We approached Michael during a very busy time, and he was kind enough to give us a short interview, so here we go.

TechNadu: Can you give us the “short version” of what drew you in ransomware forensics and how you ended up being the “Demon Slayer”?

I’ve always found cryptography fascinating. When I got exposed to a real case of breaking ransomware (TeslaCrypt thanks to BloodDolly and Googulator), it got me hooked. As for “demonslay335”, that’s just been my online alias since I was a kid (specifically for online games and graphic design forums), so I’ve kept with it.

TechNadu: What are the most common flaws that you find in ransomware strains, that enable people like you to finally “unlock” them?

Probably how the key is generated or secured. But I’ve just about seen it all by now. I can’t give away too many secrets on how we break them. 😉

TechNadu: What would be the proudest moment of your ransomware-fighting career so far?

A few things I’m not allowed to discuss publicly. 😉

TechNadu: Why do you release your decryptors at Emsisoft for free? Is all this hard work done merely to highlight that the white-hat side of hacking is brighter, more ethical, and even above financial gains?

That’s a very interesting way of putting it, but yes, that could be part of it. I just have a strong drive for breaking the bad guy’s code and find it fun.

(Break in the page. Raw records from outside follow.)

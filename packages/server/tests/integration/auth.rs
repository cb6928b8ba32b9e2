use std::sync::Arc;

use async_trait::async_trait;
use sea_orm::{ColumnTrait, EntityTrait, PaginatorTrait, QueryFilter};
use serde_json::json;

use laurel_server::entity::user;
use laurel_server::mailer::{MailError, Mailer};
use laurel_server::utils::confirmation;

use crate::common::{TEST_SECRET, TestApp, routes};

mod signup {
    use super::*;

    #[tokio::test]
    async fn new_user_receives_echo_and_is_stored_inactive() {
        let app = TestApp::spawn().await;

        let res = app
            .post_without_token(
                routes::SIGNUP,
                &json!({"username": "alice", "email": "alice@example.com"}),
            )
            .await;

        assert_eq!(res.status, 200);
        assert_eq!(res.body["username"], "alice");
        assert_eq!(res.body["email"], "alice@example.com");
        // The code travels by email only.
        assert!(res.body["confirmation_code"].is_null());

        let stored = app.find_user("alice").await;
        assert_eq!(stored.role, "user");
        assert!(!stored.is_active);
        assert!(!stored.is_superuser);
    }

    #[tokio::test]
    async fn reserved_username_is_rejected_in_any_casing() {
        let app = TestApp::spawn().await;

        for name in ["me", "ME", "Me", "mE"] {
            let res = app
                .post_without_token(
                    routes::SIGNUP,
                    &json!({"username": name, "email": "me@example.com"}),
                )
                .await;

            assert_eq!(res.status, 400, "'{name}' should be rejected");
            assert_eq!(res.body["code"], "VALIDATION_ERROR");
        }
    }

    #[tokio::test]
    async fn invalid_usernames_and_emails_are_rejected() {
        let app = TestApp::spawn().await;

        let cases = [
            json!({"username": "has space", "email": "a@x.com"}),
            json!({"username": "", "email": "a@x.com"}),
            json!({"username": "a".repeat(151), "email": "a@x.com"}),
            json!({"username": "alice", "email": "not-an-email"}),
            json!({"username": "alice", "email": "a@nodot"}),
            json!({"username": "alice", "email": ""}),
        ];
        for body in cases {
            let res = app.post_without_token(routes::SIGNUP, &body).await;
            assert_eq!(res.status, 400, "{body} should be rejected: {}", res.text);
            assert_eq!(res.body["code"], "VALIDATION_ERROR");
        }
    }

    #[tokio::test]
    async fn repeating_signup_with_the_same_pair_is_idempotent() {
        let app = TestApp::spawn().await;
        let body = json!({"username": "alice", "email": "alice@example.com"});

        let first = app.post_without_token(routes::SIGNUP, &body).await;
        assert_eq!(first.status, 200, "First signup failed: {}", first.text);

        let second = app.post_without_token(routes::SIGNUP, &body).await;
        assert_eq!(second.status, 200, "Repeat signup failed: {}", second.text);

        let count = user::Entity::find()
            .filter(user::Column::Username.eq("alice"))
            .count(&app.db)
            .await
            .unwrap();
        assert_eq!(count, 1);

        // The re-issued code still verifies, so a lost mail is recoverable.
        let token = app.obtain_token("alice").await;
        assert!(!token.is_empty());
    }

    #[tokio::test]
    async fn email_belonging_to_another_user_is_a_conflict() {
        let app = TestApp::spawn().await;

        let first = app
            .post_without_token(
                routes::SIGNUP,
                &json!({"username": "alice", "email": "alice@example.com"}),
            )
            .await;
        assert_eq!(first.status, 200);

        let res = app
            .post_without_token(
                routes::SIGNUP,
                &json!({"username": "someone_else", "email": "alice@example.com"}),
            )
            .await;

        assert_eq!(res.status, 409);
        assert_eq!(res.body["code"], "CONFLICT");
    }

    #[tokio::test]
    async fn username_belonging_to_another_user_is_a_conflict() {
        let app = TestApp::spawn().await;

        let first = app
            .post_without_token(
                routes::SIGNUP,
                &json!({"username": "alice", "email": "alice@example.com"}),
            )
            .await;
        assert_eq!(first.status, 200);

        let res = app
            .post_without_token(
                routes::SIGNUP,
                &json!({"username": "alice", "email": "other@example.com"}),
            )
            .await;

        assert_eq!(res.status, 409);
        assert_eq!(res.body["code"], "CONFLICT");
    }

    struct FailingMailer;

    #[async_trait]
    impl Mailer for FailingMailer {
        async fn send(&self, _to: &str, _subject: &str, _body: &str) -> Result<(), MailError> {
            Err(MailError::Transport("smtp unreachable".into()))
        }
    }

    #[tokio::test]
    async fn mail_failure_reports_a_warning_but_keeps_the_registration() {
        let app = TestApp::spawn_with_mailer(Arc::new(FailingMailer)).await;

        let res = app
            .post_without_token(
                routes::SIGNUP,
                &json!({"username": "alice", "email": "alice@example.com"}),
            )
            .await;

        assert_eq!(res.status, 200, "Signup should not abort: {}", res.text);
        assert!(res.body["warning"].is_string(), "expected a warning field");

        // The user row was committed before dispatch was attempted; the
        // account remains usable through a re-derived code.
        let token = app.obtain_token("alice").await;
        assert!(!token.is_empty());
    }
}

mod token {
    use super::*;

    #[tokio::test]
    async fn unknown_username_is_not_found() {
        let app = TestApp::spawn().await;

        let res = app
            .post_without_token(
                routes::TOKEN,
                &json!({"username": "ghost", "confirmation_code": "1-abc"}),
            )
            .await;

        assert_eq!(res.status, 404);
        assert_eq!(res.body["code"], "NOT_FOUND");
    }

    #[tokio::test]
    async fn wrong_code_is_rejected() {
        let app = TestApp::spawn().await;
        app.post_without_token(
            routes::SIGNUP,
            &json!({"username": "alice", "email": "alice@example.com"}),
        )
        .await;

        let res = app
            .post_without_token(
                routes::TOKEN,
                &json!({"username": "alice", "confirmation_code": "1-deadbeef"}),
            )
            .await;

        assert_eq!(res.status, 400);
        assert_eq!(res.body["code"], "INVALID_CONFIRMATION_CODE");
    }

    #[tokio::test]
    async fn valid_code_yields_a_token_and_activates_the_account() {
        let app = TestApp::spawn().await;
        app.post_without_token(
            routes::SIGNUP,
            &json!({"username": "alice", "email": "alice@example.com"}),
        )
        .await;
        assert!(!app.find_user("alice").await.is_active);

        let code = app.issue_code("alice").await;
        let res = app
            .post_without_token(
                routes::TOKEN,
                &json!({"username": "alice", "confirmation_code": code}),
            )
            .await;

        assert_eq!(res.status, 200);
        assert_eq!(res.body["username"], "alice");
        assert!(res.body["token"].is_string());
        assert!(app.find_user("alice").await.is_active);
    }

    #[tokio::test]
    async fn exchanging_a_code_invalidates_it_for_reuse() {
        let app = TestApp::spawn().await;
        app.post_without_token(
            routes::SIGNUP,
            &json!({"username": "alice", "email": "alice@example.com"}),
        )
        .await;

        let code = app.issue_code("alice").await;
        let body = json!({"username": "alice", "confirmation_code": code});

        let first = app.post_without_token(routes::TOKEN, &body).await;
        assert_eq!(first.status, 200);

        // Activation rewrote the row, so the fingerprint no longer matches.
        let second = app.post_without_token(routes::TOKEN, &body).await;
        assert_eq!(second.status, 400);
        assert_eq!(second.body["code"], "INVALID_CONFIRMATION_CODE");
    }

    #[tokio::test]
    async fn profile_mutation_invalidates_previously_issued_codes() {
        let app = TestApp::spawn().await;
        let token = app
            .create_authenticated_user("alice", "alice@example.com")
            .await;

        let stale_code = app.issue_code("alice").await;

        let res = app
            .patch_with_token(routes::ME, &json!({"bio": "now different"}), &token)
            .await;
        assert_eq!(res.status, 200);

        let res = app
            .post_without_token(
                routes::TOKEN,
                &json!({"username": "alice", "confirmation_code": stale_code}),
            )
            .await;
        assert_eq!(res.status, 400);
        assert_eq!(res.body["code"], "INVALID_CONFIRMATION_CODE");

        // A freshly derived code works against the new state.
        let fresh = app.obtain_token("alice").await;
        assert!(!fresh.is_empty());
    }

    #[tokio::test]
    async fn expired_code_is_rejected() {
        let app = TestApp::spawn().await;
        app.post_without_token(
            routes::SIGNUP,
            &json!({"username": "alice", "email": "alice@example.com"}),
        )
        .await;

        let db_user = app.find_user("alice").await;
        let old = chrono::Utc::now() - chrono::Duration::hours(25);
        let code = confirmation::issue(&db_user, TEST_SECRET, old);

        let res = app
            .post_without_token(
                routes::TOKEN,
                &json!({"username": "alice", "confirmation_code": code}),
            )
            .await;

        assert_eq!(res.status, 400);
        assert_eq!(res.body["code"], "INVALID_CONFIRMATION_CODE");
    }
}

mod end_to_end {
    use super::*;

    #[tokio::test]
    async fn signup_token_review_duplicate_flow() {
        let app = TestApp::spawn().await;
        let admin = app
            .create_user_with_role("admin", "admin@example.com", "admin")
            .await;
        let title_id = app.create_title(&admin, "The Master and Margarita").await;

        let res = app
            .post_without_token(
                routes::SIGNUP,
                &json!({"username": "alice", "email": "a@x.com"}),
            )
            .await;
        assert_eq!(res.status, 200);

        let token = app.obtain_token("alice").await;

        let res = app
            .post_with_token(
                &routes::reviews(title_id),
                &json!({"text": "Superb.", "score": 10}),
                &token,
            )
            .await;
        assert_eq!(res.status, 201);

        let res = app
            .post_with_token(
                &routes::reviews(title_id),
                &json!({"text": "Changed my mind.", "score": 3}),
                &token,
            )
            .await;
        assert_eq!(res.status, 409);
        assert_eq!(res.body["code"], "CONFLICT");
    }
}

TechNadu: RaaS (Ransomware as a Service) remained a big thing last year with the launch of Revil/Sodinokibi. What can you predict for this field in 2020?

Just more of the same thing, really. The actors are always doing more for integrating new “tools” into their ransomwares to make their “job” more efficient.

TechNadu: The source code of Dharma/Crysis, a ransomware strain that had seemingly no path to reverse engineering, became available for purchase recently. Are we closer to breaking it now, or are we expecting greater troubles?

With the sale of the Dharma source code to more “available markets” lately, this certainly lowers the bar for new threat actors to jump on the bandwagon.

TechNadu: The recent incidents show that the actors have turned to a very profitable combination of data stealing and encryption. What’s your take on this, and do you see a dangerous trend forming?

This trend has been long in the making and was only the next logical step in the extortion process, quite honestly. The fact of the matter is that organizations were simply not taking it as seriously before.

TechNadu: What is the situation with ransomware infections during the ongoing Coronavirus outbreak? We’ve seen some malicious actors looking to grasp the opportunity, while others stated that they would stay away from healthcare centers. What activity do you see right now?

I don’t believe the overall volume of ransomware infections has really been affected, I still see about the same number of victims submitting to ID Ransomware and contacting me on various platforms.

TechNadu: There’s an ever-growing number of universities, municipalities, counties, organizations, and companies falling victims to catastrophic ransomware lock-downs. After all these years of experience, what would you suggest as the best method to protect systems from ransomware infections? Also, what steps of response should be taken in the case that things go wrong?

Backups, backups, backups. Having a proper backup strategy (3-2-1 method), and the actual procedures in place to quickly restore, are paramount to recovery. At this point, businesses should not just be prepared for “if”, but “when” they are hit.

TechNadu: In general, would you say that firms, countries, and agencies are spending enough of their budget in cybersecurity and ransomware defense in particular? If more funds were invested into the fight against ransomware, would it make a notable difference?

From what I see, a majority of ransomware-struck businesses commonly have glaring holes in their security that very obviously point to their lack of IT budgeting. It’s always a case of the lowest hanging fruit. And from my experience in working with small-medium businesses for general IT, cybersecurity very commonly is an after-thought versus productivity.

TechNadu: Quantum computing is “on the doorstep,” so what can be expected in terms of breaking the current forms of encryption, and how is the world of ransomware going to change? 

Quantum computing will eventually break asymmetric algorithms such as RSA, and some forms of elliptical curve algorithms, but most symmetric algorithms (such as AES-256) are still very resilient. For example, quantum computing might lower the security of AES-256 to that of AES-128, but that’s still not feasible to brute-force unless a separate weakness is discovered in the algorithm. Ransomware would still be a threat for the most part; they may have to swap out some of the asymmetric algorithms, but it would be very minimal work. The good news might be we could decrypt many previous ransomwares, but we’re talking nearly 25-30 years in the future (when it’s projected that such a quantum computer running Shor’s algorithm would be feasible), when a majority of that data may not be applicable anymore.